Every line in the entries where "destination" is found should be copied.

[Stored data]
-- -- --

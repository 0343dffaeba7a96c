//! Source and destination adapters.
//!
//! - [`mysql`]: MySQL/MariaDB source (feature `mysql`)
//! - [`postgres`]: PostgreSQL source (feature `postgres`)
//! - [`mongo`]: MongoDB destination
//! - [`memory`]: in-memory source and sink
//! - [`common`]: TLS settings and the channel-backed cursor
//!
//! # Adding a Source
//!
//! 1. Create a module under `drivers/` implementing `SourceReader`
//! 2. Gate it with a feature flag in `Cargo.toml`
//! 3. Register an opener in `SourceCatalog::with_builtins()`

pub mod common;
pub mod memory;
pub mod mongo;
#[cfg(feature = "mysql")]
pub mod mysql;
#[cfg(feature = "postgres")]
pub mod postgres;

pub use common::{ChannelCursor, SslMode};
#[cfg(feature = "postgres")]
pub use common::TlsBuilder;
pub use memory::{MemoryCursor, MemorySink, MemorySource};
pub use mongo::MongoSink;
#[cfg(feature = "mysql")]
pub use mysql::MysqlReader;
#[cfg(feature = "postgres")]
pub use postgres::PostgresReader;
/// In-memory view of a host document: a stable key plus its current text.
use serde::{Deserialize, Serialize};

/// Zero-based position; `column` is a byte offset within the line.
#[derive(Debug, Clone, Copy, PartialEq, Eq, PartialOrd, Ord, Hash, Serialize, Deserialize)]
pub struct Position {
    pub line: usize,
    pub column: usize,
}

impl Position {
    pub fn new(line: usize, column: usize) -> Self {
        Self { line, column }
    }
}

/// Half-open range `[start, end)` over a document.
#[derive(Debug, Clone, Copy, PartialEq, Eq, Hash, Serialize, Deserialize)]
pub struct TextRange {
    pub start: Position,
    pub end: Position,
}

impl TextRange {
    pub fn new(start: Position, end: Position) -> Self {
        Self { start, end }
    }

    /// Range covering whole lines `first..=last`.
    ///
    /// The end column is left open-ended (`usize::MAX`) and clamped to the
    /// line length when the text is read.
    pub fn lines(first: usize, last: usize) -> Self {
        Self {
            start: Position::new(first, 0),
            end: Position::new(last, usize::MAX),
        }
    }

    pub fn contains_line(&self, line: usize) -> bool {
        line >= self.start.line && line <= self.end.line
    }
}

#[derive(Debug, Clone, PartialEq, Eq)]
pub struct Document {
    key: String,
    text: String,
}

impl Document {
    pub fn new(key: impl Into<String>, text: impl Into<String>) -> Self {
        Self {
            key: key.into(),
            text: text.into(),
        }
    }

    /// Path-like identity used by the cache and the renderers.
    pub fn key(&self) -> &str {
        &self.key
    }

    pub fn text(&self) -> &str {
        &self.text
    }

    pub fn lines(&self) -> Vec<&str> {
        split_lines(&self.text)
    }

    pub fn line_count(&self) -> usize {
        self.text.split('\n').count()
    }

    pub fn line(&self, index: usize) -> Option<&str> {
        self.text
            .split('\n')
            .nth(index)
            .map(|l| l.strip_suffix('\r').unwrap_or(l))
    }

    /// Exact text covered by `range`. Positions past the end of a line or of
    /// the document are clamped.
    pub fn text_in(&self, range: &TextRange) -> &str {
        let start = self.offset_of(range.start);
        let end = self.offset_of(range.end).max(start);
        &self.text[start..end]
    }

    fn offset_of(&self, pos: Position) -> usize {
        let mut offset = 0;
        for (index, raw) in self.text.split('\n').enumerate() {
            if index == pos.line {
                let line = raw.strip_suffix('\r').unwrap_or(raw);
                let mut column = pos.column.min(line.len());
                while !line.is_char_boundary(column) {
                    column -= 1;
                }
                return offset + column;
            }
            offset += raw.len() + 1;
        }
        self.text.len()
    }
}

/// Split on `\n`, dropping a trailing `\r` from each line.
pub fn split_lines(text: &str) -> Vec<&str> {
    text.split('\n')
        .map(|l| l.strip_suffix('\r').unwrap_or(l))
        .collect()
}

-- -- --

• _RESULT OF THE TASK_:
//! Source and destination adapters.
//! - [`mongo`]: MongoDB destination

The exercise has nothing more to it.